Can take 1 hour or less per day.

Or can increase to 6 new cards per day, then 6 months, 1h + per day.

Just to promote this a bit more.

This deck features, for each major section eg. Nidana, Parājika, etc., a full recitation of that section. Both sides so it shows you the Pāli, then flip it’s english, next time, it shows the English; you should recite the Pāli from memory to pass that card. That’s 2 repetitions already.

Then individual rules have their own cards, also both sides, so that’s 4 repetitions in total per rule.

Then for longer rules, it’s split into many different cards, so add them up, it’s 6 repetitions for longer rules.

Then if you use the recommended timesteps, 1m 5m 5h 12h, and you start from hard, then go good, good, good until it graduates from learning, you get 5 exposure per card. I think sometimes it can be too much, so can even start from good just to get it off faster.

5 or 4 exposures per card, then 4 or 6 repetitions, you get 16-30 repetitions per rule, just by doing the Anki deck alone as it’s intended. Then take into account that you’re not just reciting with the card, but you see the pali side first card, chant along, then test yourself, or see the English side first , test yourself by chanting, then chant along when the answer comes up, then you easily double the figure to 32-60 repetitions. Given that on average the timing to recite is 1 hour, you would be doing minimum 32-60 hours, not including breaks, pauses, time to digest and further repetitions for the first time to get it in memory. Wait, that’s just to get the cards to graduate from learning phase, you get to revisit them as you click good or easy, or even hard, their time interval increases again and again, unless you press again for when you forgotten the content then it decreases. So you get a lot less repetition if you’re good in memorization, or more if you’re bad at it. But minimum is as above, to graduate the cards, and minimum is a lot already.

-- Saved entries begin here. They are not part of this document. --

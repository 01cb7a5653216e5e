use crate::error::GenerateError;
use crate::theme::layout::LayoutDocument;
use crate::theme::stylesheet::apply_font_variable;
use heck::{ToKebabCase, ToLowerCamelCase};

/// Weight passed to every font factory; fonts without variable-weight
/// support refuse to load without one.
pub const FONT_WEIGHT: &str = "400";

/// Names derived from a requested font.
///
/// "Playfair Display" => ident `Playfair_Display`, binding
/// `playfairDisplay`, variable `--font-playfair-display`.
#[derive(Debug, Clone, PartialEq, Eq)]
pub struct FontSpec {
    pub name: String,
    pub ident: String,
    pub binding: String,
    pub css_variable: String,
}

impl FontSpec {
    pub fn new(name: &str) -> Result<Self, GenerateError> {
        let name = name.trim();
        let well_formed = name.chars().next().is_some_and(|c| c.is_ascii_alphabetic())
            && name.chars().all(|c| c.is_ascii_alphanumeric() || c == ' ');
        if !well_formed {
            return Err(GenerateError::InvalidFont(name.to_string()));
        }

        let ident = name.split_whitespace().collect::<Vec<_>>().join("_");
        Ok(Self {
            name: name.to_string(),
            binding: ident.to_lower_camel_case(),
            css_variable: format!("--font-{}", name.to_kebab_case()),
            ident,
        })
    }

    fn import_line(&self) -> String {
        format!("import {{ {} }} from \"next/font/google\";", self.ident)
    }

    fn factory_lines(&self) -> Vec<String> {
        vec![
            format!("const {} = {}({{", self.binding, self.ident),
            format!("  variable: \"{}\",", self.css_variable),
            "  subsets: [\"latin\"],".to_string(),
            format!("  weight: \"{}\",", FONT_WEIGHT),
            "});".to_string(),
        ]
    }
}

/// Point the layout and stylesheet at `font`. Returns the rewritten
/// `(layout, stylesheet)` pair.
pub fn apply_font(
    layout: &str,
    css: &str,
    font: &FontSpec,
) -> Result<(String, String), GenerateError> {
    let mut doc = LayoutDocument::parse(layout)?;
    doc.remove_font_imports();
    doc.remove_font_factories();
    doc.insert_font_import(font.import_line());
    doc.insert_font_factory(font.binding.clone(), font.factory_lines())?;
    doc.rewrite_root_classes(&font.binding)?;

    let css = apply_font_variable(css, &font.css_variable)?;
    Ok((doc.render(), css))
}
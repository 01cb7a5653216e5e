//! Page synthesis: Spec sections => page source text.

pub mod attrs;
pub mod page;

pub use page::{resolve_sections, write_page};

This is not counting the vocab deck recommended in the description of that page. So if you do the vocab and read along those sentences, you easily add in a lot more repetitions from the vocab deck before you do the memorization deck.

Thus anki is a very useful tool to force those repetitions in, and it gets smooth and stuck in the mind. This is easier for those who are not motivated to memorize otherwise, but can be motivated to do anki’s work for that day, especially considering that one can have lots of gamification add ons to motivate oneself to do anki.

When you can finish the Pātimokkha using your method alone, I think that you should promote it. My forthcoming thesis is actually partially against technology despite my involvement.

What does success mean? It means you can chant the Pātimokkha start to finish. You can have prompting here and there, but you need to be able to “perform” the Pātimokkha. When you can do that solely with your method, let us know.

The test is this coming uposatha, I am the chanter. I am rehearsing now, halfway through pacittiya.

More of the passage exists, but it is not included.